**What you have to do:** Below are some records; quote exactly the lines from the one that contains "attach of CREATING" through the one that contains "let mapping = VlanHostMapping", inclusive, and no others.
*** Provided records Section Begins ***
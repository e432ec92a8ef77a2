//! Serializes attach/detach of the fabric termination point shared by all
//! ports of a host on a network.
//!
//! Every read-decide-act on a mapping happens with the (network, host)
//! attachment lock held. A mapping only ever leaves CREATED through
//! DELETING, and the row plus its vlan reservation are deleted together
//! once the fabric detach is confirmed.
use std::{fmt, sync::Arc};

use chrono::Utc;
use tracing::{debug, error, info, instrument, warn};
use uuid::Uuid;

use config::LockPolicy;
use fabric_core::metrics;
use netconf::{Fabric, TerminationPoint};
use vlan_manager::{
    IsConflict, KnidMapping, LocalVlan, MappingState, Storage, VlanHostMapping, VlanManager,
    lock::{AttachmentLock, LockGuard},
};

use crate::{AttachError, AttachResult};

pub struct AttachmentCoordinator<S, F> {
    vlans: VlanManager<S>,
    lock: AttachmentLock<S>,
    fabric: Arc<F>,
    prefix: String,
}

impl<S, F> fmt::Debug for AttachmentCoordinator<S, F> {
    fn fmt(&self, f: &mut fmt::Formatter<'_>) -> fmt::Result {
        f.debug_struct("AttachmentCoordinator")
            .field("vlans", &self.vlans)
            .field("lock", &self.lock)
            .field("prefix", &self.prefix)
            .finish()
    }
}

impl<S, F> AttachmentCoordinator<S, F>
where
    S: Storage,
    F: Fabric,
{
    pub fn new(
        vlans: VlanManager<S>,
        lock_policy: LockPolicy,
        fabric: Arc<F>,
        prefix: impl Into<String>,
    ) -> Self {
        let lock = AttachmentLock::new(Arc::clone(vlans.store()), lock_policy);
        Self {
            vlans,
            lock,
            fabric,
            prefix: prefix.into(),
        }
    }

    pub fn store(&self) -> &Arc<S> {
        self.vlans.store()
    }

    pub fn vlans(&self) -> &VlanManager<S> {
        &self.vlans
    }

    pub fn lock(&self) -> &AttachmentLock<S> {
        &self.lock
    }

    pub fn fabric(&self) -> &Arc<F> {
        &self.fabric
    }

    pub fn prefix(&self) -> &str {
        &self.prefix
    }

    /// name of the network in the fabric
    pub fn network_name(&self, network_id: &str) -> String {
        format!("{}{}", self.prefix, network_id)
    }

    /// Inverse of [`network_name`]: the network id is what follows the
    /// prefix, up to the first `_`.
    ///
    /// [`network_name`]: AttachmentCoordinator::network_name
    pub fn network_id_of<'a>(&self, name: &'a str) -> Option<&'a str> {
        let rest = name.strip_prefix(self.prefix.as_str())?;
        let id = rest.split('_').next().unwrap_or(rest);
        (!id.is_empty()).then_some(id)
    }

    /// Realizes `network_id` on `host`: the first bind allocates a vlan and
    /// attaches the host's termination point, later binds return the same
    /// vlan.
    #[instrument(skip(self))]
    pub async fn bind(&self, network_id: &str, host: &str) -> AttachResult<LocalVlan> {
        let res = match self.lock.acquire(network_id, host).await {
            Ok(guard) => {
                let res = self.bind_locked(network_id, host).await;
                self.release(guard).await;
                res
            }
            Err(err) => Err(err.into()),
        };
        let outcome = match &res {
            Ok(_) => "ok",
            Err(err) => err.kind(),
        };
        metrics::BINDS.with_label_values(&[outcome]).inc();
        res
    }

    async fn bind_locked(&self, network_id: &str, host: &str) -> AttachResult<LocalVlan> {
        let existing = self
            .store()
            .get_mapping(network_id, host)
            .await
            .map_err(AttachError::storage)?;
        match existing {
            Some(m) if m.state == MappingState::Deleting => Err(AttachError::DeletionInProgress {
                network_id: network_id.to_owned(),
                host: host.to_owned(),
            }),
            Some(m) if m.state == MappingState::Created => {
                debug!(vlan_id = m.vlan_id, "already attached");
                Ok(m.local_vlan())
            }
            Some(m) => {
                // a previous attach didn't finish, attach is idempotent
                debug!(vlan_id = m.vlan_id, "resuming attach of CREATING mapping");
                let tp = self.termination_point(host).await?;
                self.attach_mapping(&m, &tp, false).await
            }
            None => {
                let tp = self.termination_point(host).await?;
                let vlan_id = self.vlans.allocate(host, network_id).await?.ok_or_else(|| {
                    AttachError::VlanExhausted {
                        host: host.to_owned(),
                    }
                })?;
                let mapping = VlanHostMapping {
                    network_id: network_id.to_owned(),
                    host: host.to_owned(),
                    vlan_id,
                    segment_id: Uuid::new_v4().to_string(),
                    network_name: self.network_name(network_id),
                    state: MappingState::Creating,
                    updated_at: Utc::now(),
                };
                if let Err(err) = self.store().insert_mapping(&mapping).await {
                    error!(?err, vlan_id, "failed to insert mapping, releasing vlan");
                    if let Err(err) = self.vlans.release(host, vlan_id).await {
                        error!(?err, vlan_id, "failed to release vlan");
                    }
                    return Err(AttachError::storage(err));
                }
                self.attach_mapping(&mapping, &tp, true).await
            }
        }
    }

    async fn termination_point(&self, host: &str) -> AttachResult<TerminationPoint> {
        self.fabric
            .termination_point(host)
            .await?
            .ok_or_else(|| AttachError::NoTerminationPoint(host.to_owned()))
    }

    /// attach, then CREATING -> CREATED. `fresh` mappings were inserted by
    /// this call and are rolled back if the attach fails
    async fn attach_mapping(
        &self,
        m: &VlanHostMapping,
        tp: &TerminationPoint,
        fresh: bool,
    ) -> AttachResult<LocalVlan> {
        let attach_name = format!("{}:{}", m.network_id, tp.id);
        match self
            .fabric
            .attach(&m.network_name, &attach_name, &tp.id, m.vlan_id)
            .await
        {
            Ok(()) => {}
            Err(err) if err.is_already_exists() => {
                debug!(tp_id = %tp.id, "termination point already attached");
            }
            Err(err) => {
                if fresh {
                    warn!(?err, vlan_id = m.vlan_id, "attach failed, rolling back mapping");
                    self.remove_mapping(&m.network_id, &m.host).await;
                } else {
                    warn!(?err, vlan_id = m.vlan_id, "attach failed, mapping left for reconciliation");
                }
                return Err(err.into());
            }
        }

        let promoted = self
            .store()
            .update_mapping_state(
                &m.network_id,
                &m.host,
                &[MappingState::Creating],
                MappingState::Created,
            )
            .await
            .map_err(AttachError::storage)?;
        if !promoted {
            warn!(tp_id = %tp.id, "mapping changed under the attach, detaching");
            if let Err(err) = self.fabric.detach(&m.network_name, &tp.id).await {
                if !err.is_missing() {
                    error!(?err, tp_id = %tp.id, "failed to detach after concurrent deletion");
                }
            }
            return Err(AttachError::ConcurrentDeletion {
                network_id: m.network_id.clone(),
                host: m.host.clone(),
            });
        }
        info!(network = %m.network_name, tp_id = %tp.id, vlan_id = m.vlan_id, "attached");
        Ok(LocalVlan {
            vlan_id: m.vlan_id,
            segment_id: m.segment_id.clone(),
            state: MappingState::Created,
        })
    }

    /// deletes a non-CREATED mapping with its reservation, logging failures
    async fn remove_mapping(&self, network_id: &str, host: &str) {
        match self.store().delete_mapping(network_id, host).await {
            Ok(Some(m)) => debug!(vlan_id = m.vlan_id, "mapping removed"),
            Ok(None) => debug!("mapping already gone"),
            Err(err) => error!(?err, "failed to remove mapping"),
        }
    }

    /// Removes a port of `network_id` from `host`. Only the last port tears
    /// the attachment down; a failed detach leaves the mapping in DELETING
    /// for the reconciler.
    #[instrument(skip(self))]
    pub async fn unbind(&self, network_id: &str, host: &str, last_port: bool) -> AttachResult<()> {
        if !last_port {
            debug!("other ports still bound, keeping attachment");
            return Ok(());
        }
        let res = match self.lock.acquire(network_id, host).await {
            Ok(guard) => {
                let res = self.unbind_locked(network_id, host).await;
                self.release(guard).await;
                res
            }
            Err(err) => Err(err.into()),
        };
        let outcome = match &res {
            Ok(_) => "ok",
            Err(err) => err.kind(),
        };
        metrics::UNBINDS.with_label_values(&[outcome]).inc();
        res
    }

    async fn unbind_locked(&self, network_id: &str, host: &str) -> AttachResult<()> {
        let Some(m) = self
            .store()
            .get_mapping(network_id, host)
            .await
            .map_err(AttachError::storage)?
        else {
            debug!("no mapping, nothing to unbind");
            return Ok(());
        };
        if m.state != MappingState::Deleting {
            let moved = self
                .store()
                .update_mapping_state(
                    network_id,
                    host,
                    &[MappingState::Creating, MappingState::Created],
                    MappingState::Deleting,
                )
                .await
                .map_err(AttachError::storage)?;
            if !moved {
                // only an unlocked network purge can get here
                warn!(state = %m.state, "mapping gone before DELETING, detaching anyway");
            }
        }

        let detached = match self.fabric.termination_point(host).await {
            Ok(Some(tp)) => self.fabric.detach(&m.network_name, &tp.id).await,
            Ok(None) => {
                warn!("host has no termination point, treating as detached");
                Ok(())
            }
            Err(err) => Err(err),
        };
        match detached {
            Ok(()) => {}
            Err(err) if err.is_missing() => debug!("termination point already detached"),
            Err(err) => {
                warn!(?err, vlan_id = m.vlan_id, "detach failed, mapping left in DELETING");
                return Err(err.into());
            }
        }
        self.store()
            .delete_mapping(network_id, host)
            .await
            .map_err(AttachError::storage)?;
        info!(network = %m.network_name, vlan_id = m.vlan_id, "detached");
        Ok(())
    }

    async fn release(&self, guard: LockGuard<S>) {
        if let Err(err) = guard.release().await {
            error!(?err, "failed to release attachment lock");
        }
    }

    /// true iff the mapping exists and is CREATED
    pub async fn is_attached(&self, network_id: &str, host: &str) -> AttachResult<bool> {
        Ok(self
            .mapping(network_id, host)
            .await?
            .is_some_and(|m| m.state == MappingState::Created))
    }

    pub async fn mapping(
        &self,
        network_id: &str,
        host: &str,
    ) -> AttachResult<Option<VlanHostMapping>> {
        self.store()
            .get_mapping(network_id, host)
            .await
            .map_err(AttachError::storage)
    }

    /// Creates the fabric network for `network_id` and records its fabric
    /// id. Calling it again for a known network returns the recorded id.
    #[instrument(skip(self))]
    pub async fn network_created(&self, network_id: &str, display_name: &str) -> AttachResult<u64> {
        if let Some(known) = self
            .store()
            .get_knid(network_id)
            .await
            .map_err(AttachError::storage)?
        {
            debug!(knid = known.fabric_network_id, "network already known");
            return Ok(known.fabric_network_id);
        }
        let name = self.network_name(network_id);
        let knid = match self.fabric.create_network(&name).await {
            Ok(knid) => knid,
            Err(err) if err.is_already_exists() => {
                info!(%name, "network already in the fabric, reusing it");
                self.fabric
                    .network_by_name(&name)
                    .await?
                    .map(|n| n.knid)
                    .ok_or(AttachError::Fabric(err))?
            }
            Err(err) => return Err(err.into()),
        };
        if !display_name.is_empty() && display_name != name {
            if let Err(err) = self.fabric.rename_network(&name, display_name).await {
                warn!(?err, %name, "failed to set network description");
            }
        }

        let mapping = KnidMapping {
            fabric_network_id: knid,
            network_id: network_id.to_owned(),
        };
        match self.store().insert_knid(&mapping).await {
            Ok(()) => {}
            Err(err) if err.is_conflict() => {
                // created concurrently by another process
                if let Some(known) = self
                    .store()
                    .get_knid(network_id)
                    .await
                    .map_err(AttachError::storage)?
                {
                    return Ok(known.fabric_network_id);
                }
            }
            Err(err) => return Err(AttachError::storage(err)),
        }
        info!(%name, knid, "network created");
        Ok(knid)
    }

    #[instrument(skip(self))]
    pub async fn network_renamed(&self, network_id: &str, display_name: &str) -> AttachResult<()> {
        let name = self.network_name(network_id);
        self.fabric.rename_network(&name, display_name).await?;
        info!(%name, "network renamed");
        Ok(())
    }

    /// Forgets the network locally, then deletes it in the fabric. A failed
    /// fabric delete is left to the reconciler, which sees an orphan.
    ///
    /// Runs without the attachment lock. A bind in flight on the network
    /// finds its CREATING row gone when it promotes, detaches and returns
    /// [`AttachError::ConcurrentDeletion`].
    #[instrument(skip(self))]
    pub async fn network_deleted(&self, network_id: &str) -> AttachResult<()> {
        let store = self.store();
        store
            .delete_knid(network_id)
            .await
            .map_err(AttachError::storage)?;
        let purged = store
            .purge_network(network_id)
            .await
            .map_err(AttachError::storage)?;
        if !purged.is_empty() {
            info!(count = purged.len(), "removed host mappings of deleted network");
        }
        let name = self.network_name(network_id);
        match self.fabric.delete_network(&name).await {
            Ok(()) => info!(%name, "network deleted"),
            Err(err) if err.is_missing() => debug!(%name, "network already gone from the fabric"),
            Err(err) => warn!(?err, %name, "fabric delete failed, left for reconciliation"),
        }
        Ok(())
    }
}
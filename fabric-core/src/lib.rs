//! # fabric-core
//!
//! Runtime plumbing shared by every crate of the fabric attachment agent:
//! cli/env configuration, tracing setup and prometheus metrics.
#![warn(
    missing_debug_implementations,
    missing_docs,
    missing_copy_implementations,
    rust_2018_idioms,
    unreachable_pub,
    non_snake_case,
    non_upper_case_globals
)]
#![allow(clippy::cognitive_complexity)]
#![deny(rustdoc::broken_intra_doc_links)]
#![doc(test(
    no_crate_inject,
    attr(deny(warnings, rust_2018_idioms), allow(dead_code, unused_variables))
))]
pub use anyhow;
pub use async_trait::async_trait;
pub use chrono;
pub use tokio;
pub use tokio_util;
pub use tracing;

pub mod config;
pub mod env;
pub mod metrics;
pub mod prelude;
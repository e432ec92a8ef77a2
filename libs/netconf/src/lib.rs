//! # netconf
//!
//! Client side of the controller's netconf interface over ssh.
//!
//! [`session::Session`] keeps one transport alive and reconnects when it
//! dies, [`router::ReplyRouter`] routes replies back to the request waiting
//! on them by message-id, and [`client::NetconfClient`] puts request,
//! timeout and the one-shot write retry together. [`fabric::Fabric`] is
//! the set of l2 network operations built on top.
#![warn(
    missing_debug_implementations,
    rust_2018_idioms,
    unreachable_pub,
    non_snake_case,
    non_upper_case_globals
)]
#![allow(clippy::cognitive_complexity)]
#![deny(rustdoc::broken_intra_doc_links)]

pub mod client;
pub mod codec;
pub mod error;
pub mod fabric;
pub mod messages;
pub mod router;
pub mod session;
pub mod ssh;
pub mod xml;

#[cfg(test)]
mod testing;

pub use client::NetconfClient;
pub use error::{NetconfError, NetconfResult};
pub use fabric::{Fabric, FabricNetwork, NetconfFabric, TerminationPoint};
pub use session::{Connector, SessionOptions, Transport};
pub use ssh::SshConnector;

use config::Controller;

/// client for the configured controller
pub fn connect_lazy(controller: &Controller) -> NetconfClient {
    NetconfClient::new(
        SshConnector::new(controller),
        SessionOptions {
            connect_timeout: controller.connect_timeout,
            read_timeout: controller.read_timeout,
            ..Default::default()
        },
        controller.request_timeout,
    )
}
*** Provided records Section Ends ***
**Exercise answer:**
                debug!(vlan_id = m.vlan_id, "resuming attach of CREATING mapping");
                let tp = self.termination_point(host).await?;
                self.attach_mapping(&m, &tp, false).await
            }
            None => {
                let tp = self.termination_point(host).await?;
                let vlan_id = self.vlans.allocate(host, network_id).await?.ok_or_else(|| {
                    AttachError::VlanExhausted {
                        host: host.to_owned(),
                    }
                })?;
                let mapping = VlanHostMapping {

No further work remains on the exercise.